DATASET RECORDS:
--- --- ---
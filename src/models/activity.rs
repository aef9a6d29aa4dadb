use serde::{Deserialize, Serialize};

use super::lenient_text;

/// A timestamped log line. `time` is kept raw and parsed at render time.
#[derive(Debug, Clone, Default, Serialize, Deserialize, PartialEq, Eq)]
pub struct ActivityEntry {
    #[serde(default, deserialize_with = "lenient_text")]
    pub time: String,
    #[serde(default, deserialize_with = "lenient_text")]
    pub text: String,
}
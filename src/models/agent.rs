use serde::{Deserialize, Serialize};

use super::{lenient_text, lenient_text_list, non_empty_text};

/// Label shown when an agent carries no status.
pub const DEFAULT_AGENT_STATUS: &str = "planned";

/// A named unit of work shown as a card.
///
/// Unlike [`super::RowStatus`], the agent `status` is a free-text label and is displayed
/// verbatim.
#[derive(Debug, Clone, Default, Serialize, Deserialize, PartialEq, Eq)]
pub struct Agent {
    #[serde(default, deserialize_with = "lenient_text")]
    pub key: String,
    #[serde(default, deserialize_with = "lenient_text")]
    pub name: String,
    #[serde(default, deserialize_with = "non_empty_text")]
    pub status: Option<String>,
    #[serde(default, deserialize_with = "non_empty_text")]
    pub goal: Option<String>,
    #[serde(default, deserialize_with = "lenient_text_list")]
    pub deliverables: Vec<String>,
}

impl Agent {
    pub fn status_label(&self) -> &str {
        self.status.as_deref().unwrap_or(DEFAULT_AGENT_STATUS)
    }
}
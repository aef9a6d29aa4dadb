use serde::{Deserialize, Deserializer, Serialize};

use super::{lenient_text, non_empty_text};

/// One row of the status table.
#[derive(Debug, Clone, Default, Serialize, Deserialize, PartialEq, Eq)]
pub struct StatusRow {
    #[serde(default, deserialize_with = "lenient_text")]
    pub area: String,
    #[serde(default, deserialize_with = "lenient_text")]
    pub task: String,
    /// Rendered as an em-dash placeholder when absent.
    #[serde(default, deserialize_with = "non_empty_text")]
    pub owner: Option<String>,
    #[serde(default)]
    pub status: RowStatus,
    #[serde(default, deserialize_with = "non_empty_text")]
    pub notes: Option<String>,
}

/// Lifecycle state of a status row.
///
/// - `Todo`: Not started (also the fallback for absent or unrecognized values)
/// - `InProgress`: Being worked on
/// - `Done`: Finished
/// - `Blocked`: Stuck on something external
#[derive(Debug, Clone, Copy, Default, Serialize, PartialEq, Eq, Hash)]
#[serde(rename_all = "lowercase")]
pub enum RowStatus {
    #[default]
    Todo,
    InProgress,
    Done,
    Blocked,
}

impl RowStatus {
    pub const ALL: [RowStatus; 4] = [Self::Todo, Self::InProgress, Self::Done, Self::Blocked];

    pub fn as_str(&self) -> &'static str {
        match self {
            Self::Todo => "todo",
            Self::InProgress => "inprogress",
            Self::Done => "done",
            Self::Blocked => "blocked",
        }
    }

    pub fn from_str(s: &str) -> Option<Self> {
        match s {
            "todo" => Some(Self::Todo),
            "inprogress" => Some(Self::InProgress),
            "done" => Some(Self::Done),
            "blocked" => Some(Self::Blocked),
            _ => None,
        }
    }

    /// Resolve a raw status value, coercing anything unrecognized to `Todo`.
    pub fn resolve(s: &str) -> Self {
        Self::from_str(s).unwrap_or_default()
    }

    /// Display label shown in the status badge.
    pub fn label(&self) -> &'static str {
        match self {
            Self::Done => "已完成",
            Self::InProgress => "進行中",
            Self::Blocked => "卡住",
            Self::Todo => "待辦",
        }
    }

    /// Extra visual class for the badge. `Todo` carries none.
    pub fn badge_class(&self) -> Option<&'static str> {
        match self {
            Self::Todo => None,
            other => Some(other.as_str()),
        }
    }
}

impl<'de> Deserialize<'de> for RowStatus {
    fn deserialize<D>(deserializer: D) -> Result<Self, D::Error>
    where
        D: Deserializer<'de>,
    {
        let value = serde_json::Value::deserialize(deserializer)?;
        Ok(value.as_str().map(Self::resolve).unwrap_or_default())
    }
}
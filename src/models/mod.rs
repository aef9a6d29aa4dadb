//! Domain models for the progress dashboard.
//!
//! # Core Concepts
//!
//! - [`ProgressDocument`]: The single JSON payload describing all dashboard content for one
//!   page load. Every collection is optional and defaults to empty.
//! - [`StatusRow`]: One task-tracking record with a constrained lifecycle state ([`RowStatus`]).
//! - [`Agent`]: A named unit of work with a free-text status and optional deliverables.
//! - [`ActivityEntry`]: A timestamped free-text log line.
//!
//! All entities are read-only projections created at load time and discarded on the next
//! reload. Nothing here is mutated after deserialization.

mod activity;
mod agent;
mod document;
mod status_row;

pub use activity::*;
pub use agent::*;
pub use document::*;
pub use status_row::*;

use serde::{Deserialize, Deserializer};

/// Deserialize an optional text field, treating `null`, non-string values and `""` as absent.
pub(crate) fn non_empty_text<'de, D>(deserializer: D) -> Result<Option<String>, D::Error>
where
    D: Deserializer<'de>,
{
    let value = serde_json::Value::deserialize(deserializer)?;
    Ok(text_of(value).filter(|s| !s.is_empty()))
}

/// Deserialize a required text field leniently: absent or `null` becomes `""`, numbers and
/// booleans are rendered as their JSON text.
pub(crate) fn lenient_text<'de, D>(deserializer: D) -> Result<String, D::Error>
where
    D: Deserializer<'de>,
{
    let value = serde_json::Value::deserialize(deserializer)?;
    Ok(text_of(value).unwrap_or_default())
}

/// Deserialize a list of text items leniently: `null` or a non-list becomes empty, numbers
/// and booleans become their JSON text, and items with no text form are dropped.
pub(crate) fn lenient_text_list<'de, D>(deserializer: D) -> Result<Vec<String>, D::Error>
where
    D: Deserializer<'de>,
{
    let value = serde_json::Value::deserialize(deserializer)?;
    Ok(match value {
        serde_json::Value::Array(items) => items.into_iter().filter_map(text_of).collect(),
        _ => Vec::new(),
    })
}

fn text_of(value: serde_json::Value) -> Option<String> {
    match value {
        serde_json::Value::String(s) => Some(s),
        serde_json::Value::Null => None,
        serde_json::Value::Number(n) => Some(n.to_string()),
        serde_json::Value::Bool(b) => Some(b.to_string()),
        _ => None,
    }
}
--- --- ---
WHAT IS BEING ASKED: Select every line of the records holding the string "deliverables".

ANSWER SECTION:
    pub deliverables: Vec<String>,
//! - [`Agent`]: A named unit of work with a free-text status and optional deliverables.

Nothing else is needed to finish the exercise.